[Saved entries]
- - - - - - -

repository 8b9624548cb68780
//! Tests for series normalization.

use super::*;
use rust_decimal_macros::dec;
use serde_json::json;

fn entries(series: &SparseSeries) -> Vec<(usize, rust_decimal::Decimal)> {
    series.iter().collect()
}

#[test]
fn test_flat_series_keeps_positions() {
    let series = normalize_json(&json!([100, null, "105.5", "abc", 110]));
    assert_eq!(
        entries(&series),
        vec![(0, dec!(100)), (2, dec!(105.5)), (4, dec!(110))]
    );
    assert!(!series.contains(1));
}

#[test]
fn test_paired_series_skips_bad_pairs() {
    let series = normalize_json(&json!([
        [0, 1],
        [3, "2"],
        [1],
        ["x", 3],
        [5, null],
        [6, 7, 8]
    ]));
    assert_eq!(entries(&series), vec![(0, dec!(1)), (3, dec!(2))]);
}

#[test]
fn test_pair_shape_is_decided_by_first_element() {
    // first element is not a pair, so the array is read positionally
    let series = normalize_json(&json!([[1, 2, 3], 5]));
    assert_eq!(entries(&series), vec![(1, dec!(5))]);
}

#[test]
fn test_scalar_is_index_zero() {
    let series = normalize_json(&json!(42));
    assert_eq!(entries(&series), vec![(0, dec!(42))]);
}

#[test]
fn test_unrecognised_inputs_are_empty() {
    assert!(normalize_json(&json!(null)).is_empty());
    assert!(normalize_json(&json!("100")).is_empty());
    assert!(normalize_json(&json!({"0": 1})).is_empty());
    assert!(normalize_json(&json!([])).is_empty());
    assert_eq!(normalize(&RawSeries::Empty), SparseSeries::new());
}

#[test]
fn test_raw_series_classification() {
    assert_eq!(RawSeries::from_json(&json!(7)), RawSeries::Scalar(dec!(7)));
    assert!(matches!(
        RawSeries::from_json(&json!([[0, 1]])),
        RawSeries::Paired(_)
    ));
    assert!(matches!(
        RawSeries::from_json(&json!([1, 2])),
        RawSeries::Flat(_)
    ));
    assert_eq!(RawSeries::from_json(&json!(true)), RawSeries::Empty);
}
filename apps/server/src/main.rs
use folioview_server::{api::app_router, build_state, config::Config, init_tracing};
use tower_http::services::{ServeDir, ServeFile};

#[tokio::main]
async fn main() -> anyhow::Result<()> {
    init_tracing();
    let config = Config::from_env()?;
    let state = build_state(&config).await?;

    let static_dir = std::path::PathBuf::from(&config.static_dir);
    let index_file = static_dir.join("index.html");
    let static_service = ServeDir::new(static_dir).fallback(ServeFile::new(index_file));
    let router = app_router(state, &config).fallback_service(static_service);
    tracing::info!("Listening on {}", config.listen_addr);
    let listener = tokio::net::TcpListener::bind(config.listen_addr).await?;
    axum::serve(listener, router).await?;
    Ok(())
}
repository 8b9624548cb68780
use std::{net::SocketAddr, str::FromStr, time::Duration};

use anyhow::Context;
use chrono::NaiveDate;
use folioview_broker::DEFAULT_UPSTREAM_URL;
use folioview_core::settings::{DashboardSettings, WindowSettings};

use crate::sessions::{DEFAULT_MAX_SESSIONS, DEFAULT_SESSION_IDLE_TTL};

pub struct Config {
    pub listen_addr: SocketAddr,
    pub upstream_url: String,
    pub cors_allow: Vec<String>,
    pub request_timeout: Duration,
    pub static_dir: String,
    pub dashboard: DashboardSettings,
    /// Dashboard sessions idle this long are dropped.
    pub session_idle_ttl: Duration,
    pub max_sessions: usize,
}

impl Default for Config {
    fn default() -> Self {
        Self {
            listen_addr: SocketAddr::from(([0, 0, 0, 0], 8080)),
            upstream_url: DEFAULT_UPSTREAM_URL.to_string(),
            cors_allow: vec!["*".to_string()],
            request_timeout: Duration::from_millis(30000),
            static_dir: "dist".to_string(),
            dashboard: DashboardSettings::default(),
            session_idle_ttl: DEFAULT_SESSION_IDLE_TTL,
            max_sessions: DEFAULT_MAX_SESSIONS,
        }
    }
}

/// Reads `key`, keeping `default` when unset or unparsable.
fn env_parse<T: FromStr>(key: &str, default: T) -> T {
    match std::env::var(key) {
        Ok(raw) => match raw.trim().parse() {
            Ok(value) => value,
            Err(_) => {
                tracing::warn!("Ignoring invalid {}='{}', using the default", key, raw);
                default
            }
        },
        Err(_) => default,
    }
}

impl Config {
    pub fn from_env() -> anyhow::Result<Self> {
        dotenvy::dotenv().ok();
        let defaults = Self::default();

        let listen_addr: SocketAddr = match std::env::var("FV_LISTEN_ADDR") {
            Ok(raw) => raw
                .parse()
                .with_context(|| format!("Invalid FV_LISTEN_ADDR '{}'", raw))?,
            Err(_) => defaults.listen_addr,
        };
        let upstream_url = std::env::var("FV_UPSTREAM_URL")
            .map(|u| u.trim().trim_end_matches('/').to_string())
            .ok()
            .filter(|u| !u.is_empty())
            .unwrap_or(defaults.upstream_url);
        let cors_allow = std::env::var("FV_CORS_ALLOW_ORIGINS")
            .unwrap_or_else(|_| "*".into())
            .split(',')
            .map(|s| s.trim().to_string())
            .filter(|s| !s.is_empty())
            .collect();
        let timeout_ms: u64 = env_parse("FV_REQUEST_TIMEOUT_MS", 30000);
        let static_dir = std::env::var("FV_STATIC_DIR").unwrap_or(defaults.static_dir);
        let session_idle_secs: u64 =
            env_parse("FV_SESSION_IDLE_SECS", defaults.session_idle_ttl.as_secs());
        let max_sessions: usize = env_parse("FV_MAX_SESSIONS", defaults.max_sessions);

        Ok(Self {
            listen_addr,
            upstream_url,
            cors_allow,
            request_timeout: Duration::from_millis(timeout_ms),
            static_dir,
            dashboard: dashboard_settings_from_env(),
            session_idle_ttl: Duration::from_secs(session_idle_secs),
            max_sessions,
        })
    }
}

fn dashboard_settings_from_env() -> DashboardSettings {
    let defaults = DashboardSettings::default();
    let history_floor = std::env::var("FV_HISTORY_FLOOR").ok().and_then(|raw| {
        match NaiveDate::parse_from_str(raw.trim(), "%Y-%m-%d") {
            Ok(date) => Some(date),
            Err(_) => {
                tracing::warn!("Ignoring invalid FV_HISTORY_FLOOR='{}'", raw);
                None
            }
        }
    });

    DashboardSettings {
        window: WindowSettings {
            months_back: env_parse("FV_WINDOW_MONTHS_BACK", defaults.window.months_back),
            months_forward: env_parse("FV_WINDOW_MONTHS_FORWARD", defaults.window.months_forward),
            history_floor,
        },
        projection_basis: env_parse("FV_PROJECTION_BASIS", defaults.projection_basis),
        label_format: env_parse("FV_LABEL_FORMAT", defaults.label_format),
    }
}
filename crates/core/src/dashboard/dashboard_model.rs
use rust_decimal::Decimal;
use serde::{Deserialize, Serialize};

use super::{scale_components, scale_portfolio, ChartData, ChartDataset, ChartScale};
use crate::constants::HISTORY_TABLE_DISPLAY_ROWS;
use crate::portfolio::metrics::PortfolioMetrics;
use crate::portfolio::performance::{HistoryRow, HistorySource, HistoryTable};
use crate::portfolio::snapshot::Component;

/// Everything the dashboard shows for one account.
///
/// Every dataset holds exactly `labels.len()` values.
#[derive(Debug, Clone, PartialEq, Eq, Serialize, Deserialize)]
#[serde(rename_all = "camelCase")]
pub struct DashboardView {
    pub labels: Vec<String>,
    pub portfolio_datasets: Vec<ChartDataset>,
    pub component_datasets: Vec<ChartDataset>,
    pub composition: Vec<Component>,
    pub history: HistoryTable,
    pub metrics: PortfolioMetrics,
    pub scaling_factor: Decimal,
    pub anchor_position: usize,
    /// Set when no history could be anchored and only the current value is shown.
    pub degenerate: bool,
    pub source: HistorySource,
}

impl DashboardView {
    pub fn portfolio_chart(&self, scale: ChartScale) -> ChartData {
        ChartData {
            labels: self.labels.clone(),
            datasets: scale_portfolio(&self.portfolio_datasets, scale),
            scale,
        }
    }

    pub fn components_chart(&self, scale: ChartScale) -> ChartData {
        ChartData {
            labels: self.labels.clone(),
            datasets: scale_components(&self.component_datasets, scale),
            scale,
        }
    }

    /// Trailing rows shown in the history table.
    pub fn recent_history(&self) -> &[HistoryRow] {
        self.history.recent(HISTORY_TABLE_DISPLAY_ROWS)
    }
}
use num_traits::FromPrimitive;
use rust_decimal::Decimal;
use serde::{Deserialize, Deserializer};
use serde_json::Value;
use std::str::FromStr;

/// Reads a numeric JSON value the way the upstream API emits them: plain
/// numbers, or numbers encoded as strings. Anything else is not a number.
pub fn decimal_from_json(value: &Value) -> Option<Decimal> {
    match value {
        Value::Number(n) => {
            if let Some(i) = n.as_i64() {
                Some(Decimal::from(i))
            } else {
                n.as_f64().and_then(Decimal::from_f64)
            }
        }
        Value::String(s) => {
            let s = s.trim();
            Decimal::from_str(s)
                .or_else(|_| Decimal::from_scientific(s))
                .ok()
        }
        _ => None,
    }
}

/// Reads a non-negative integer period index.
pub fn index_from_json(value: &Value) -> Option<usize> {
    match value {
        Value::Number(n) => {
            if let Some(u) = n.as_u64() {
                usize::try_from(u).ok()
            } else {
                n.as_f64()
                    .filter(|f| *f >= 0.0 && f.fract() == 0.0)
                    .and_then(|f| usize::try_from(f as u64).ok())
            }
        }
        Value::String(s) => s.trim().parse::<usize>().ok(),
        _ => None,
    }
}

/// serde helper: numeric field that may be missing, null, a number or a numeric string.
pub fn lenient_decimal<'de, D>(deserializer: D) -> Result<Option<Decimal>, D::Error>
where
    D: Deserializer<'de>,
{
    let value = Option::<Value>::deserialize(deserializer)?;
    Ok(value.as_ref().and_then(decimal_from_json))
}
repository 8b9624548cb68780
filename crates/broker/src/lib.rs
//! Folioview Broker - client for the brokerage account API.
//!
//! The dashboard needs two payloads per account (portfolio snapshot and
//! performance history). They are always fetched together and either both
//! arrive or the whole fetch fails.

pub mod client;
pub mod errors;
pub mod models;
pub mod traits;

pub use client::{IndexaApiClient, IndexaClientFactory, DEFAULT_UPSTREAM_URL};
pub use errors::{BrokerError, Result};
pub use models::{AccountBundle, AccountSummary, AccountsListing, UserInfo};
pub use traits::{BrokerApiClient, BrokerClientFactory};
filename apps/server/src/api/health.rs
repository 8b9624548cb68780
use std::sync::Arc;

use axum::{routing::get, Router};

use crate::main_lib::AppState;

pub async fn healthz() -> &'static str {
    "ok"
}

pub async fn readyz() -> &'static str {
    "ok"
}

pub fn router() -> Router<Arc<AppState>> {
    Router::new()
        .route("/healthz", get(healthz))
        .route("/readyz", get(readyz))
}
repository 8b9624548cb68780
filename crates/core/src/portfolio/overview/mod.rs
mod overview_model;

pub use overview_model::*;
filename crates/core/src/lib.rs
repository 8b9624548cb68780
//! Folioview Core - performance reconstruction and dashboard assembly.
//!
//! This crate turns the raw portfolio and performance payloads of a brokerage
//! account into the series, tables and chart datasets of the dashboard. It is
//! synchronous and does no I/O; fetching lives in `folioview-broker`.

pub mod constants;
pub mod dashboard;
pub mod errors;
pub mod portfolio;
pub mod settings;
pub mod utils;

pub use dashboard::{build_dashboard, DashboardSession, DashboardView};
pub use portfolio::*;

// Re-export error types
pub use errors::Error;
pub use errors::Result;
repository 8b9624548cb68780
use axum::{
    http::StatusCode,
    response::{IntoResponse, Response},
    Json,
};
use folioview_broker::BrokerError;
use folioview_core::errors::Error as CoreError;
use serde::Serialize;
use thiserror::Error;

#[derive(Error, Debug)]
pub enum ApiError {
    #[error("{0}")]
    Core(#[from] CoreError),
    #[error("{0}")]
    Broker(#[from] BrokerError),
    #[error("Not Found")]
    NotFound,
    #[error("{0}")]
    BadRequest(String),
    #[error("{0}")]
    Unauthorized(String),
    #[error("Selection {generation} was superseded by {latest}")]
    Superseded { generation: u64, latest: u64 },
    #[error("Session expired before the selection completed")]
    SessionExpired,
    #[error("{0}")]
    Internal(String),
    #[error("{0}")]
    Anyhow(#[from] anyhow::Error),
}

#[derive(Serialize)]
struct ErrorBody {
    code: u16,
    message: String,
}

impl ApiError {
    fn status(&self) -> StatusCode {
        match self {
            ApiError::Core(e) => match e {
                CoreError::Payload(_) => StatusCode::BAD_GATEWAY,
                CoreError::Validation(_) | CoreError::InvalidConfigValue(_) => {
                    StatusCode::BAD_REQUEST
                }
            },
            ApiError::Broker(e) if e.is_unauthorized() => StatusCode::UNAUTHORIZED,
            ApiError::Broker(_) => StatusCode::BAD_GATEWAY,
            ApiError::NotFound => StatusCode::NOT_FOUND,
            ApiError::BadRequest(_) => StatusCode::BAD_REQUEST,
            ApiError::Unauthorized(_) => StatusCode::UNAUTHORIZED,
            ApiError::Superseded { .. } | ApiError::SessionExpired => StatusCode::CONFLICT,
            ApiError::Internal(_) | ApiError::Anyhow(_) => StatusCode::INTERNAL_SERVER_ERROR,
        }
    }
}

impl IntoResponse for ApiError {
    fn into_response(self) -> Response {
        let status = self.status();
        if status.is_server_error() {
            tracing::error!("Request failed: {}", self);
        }
        let body = Json(ErrorBody {
            code: status.as_u16(),
            message: self.to_string(),
        });
        (status, body).into_response()
    }
}

pub type ApiResult<T> = Result<T, ApiError>;
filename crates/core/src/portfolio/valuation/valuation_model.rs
//! Reconciliation of the historical series with the live portfolio value.

use rust_decimal::Decimal;
use serde::{Deserialize, Serialize};

/// Real series aligned with the windowed periods and rescaled so that the
/// most recent observation equals the live total value.
#[derive(Debug, Clone, PartialEq, Serialize, Deserialize)]
#[serde(rename_all = "camelCase")]
pub struct Reconciliation {
    /// Scaled values, one per windowed period. `None` means not observed.
    pub values: Vec<Option<Decimal>>,
    /// Unscaled values at the same positions.
    pub raw_values: Vec<Option<Decimal>>,
    pub scaling_factor: Decimal,
    /// Position of the most recent real observation.
    pub anchor_position: usize,
    /// Set when no usable anchor exists and `values` is the single-point fallback.
    pub degenerate: bool,
}

impl Reconciliation {
    /// Single-point series at the live value, used when nothing can be anchored.
    pub fn current_value_only(current_total_value: Decimal) -> Self {
        Self {
            values: vec![Some(current_total_value)],
            raw_values: vec![Some(current_total_value)],
            scaling_factor: Decimal::ONE,
            anchor_position: 0,
            degenerate: true,
        }
    }

    pub fn anchor_value(&self) -> Option<Decimal> {
        self.values.get(self.anchor_position).copied().flatten()
    }

    pub fn anchor_raw_value(&self) -> Option<Decimal> {
        self.raw_values.get(self.anchor_position).copied().flatten()
    }

    pub fn len(&self) -> usize {
        self.values.len()
    }

    pub fn is_empty(&self) -> bool {
        self.values.is_empty()
    }
}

- - - - - - -

Copy range, inclusive: the line holding "ApiError::Internal(_) | ApiError::Anyhow(_)" to the line holding "live total value.". Reproduce exactly those lines of the records above and no others.

            ApiError::Internal(_) | ApiError::Anyhow(_) => StatusCode::INTERNAL_SERVER_ERROR,
        }
    }
}

impl IntoResponse for ApiError {
    fn into_response(self) -> Response {
        let status = self.status();
        if status.is_server_error() {
            tracing::error!("Request failed: {}", self);
        }
        let body = Json(ErrorBody {
            code: status.as_u16(),
            message: self.to_string(),
        });
        (status, body).into_response()
    }
}

pub type ApiResult<T> = Result<T, ApiError>;
filename crates/core/src/portfolio/valuation/valuation_model.rs
//! Reconciliation of the historical series with the live portfolio value.

use rust_decimal::Decimal;
use serde::{Deserialize, Serialize};

/// Real series aligned with the windowed periods and rescaled so that the
/// most recent observation equals the live total value.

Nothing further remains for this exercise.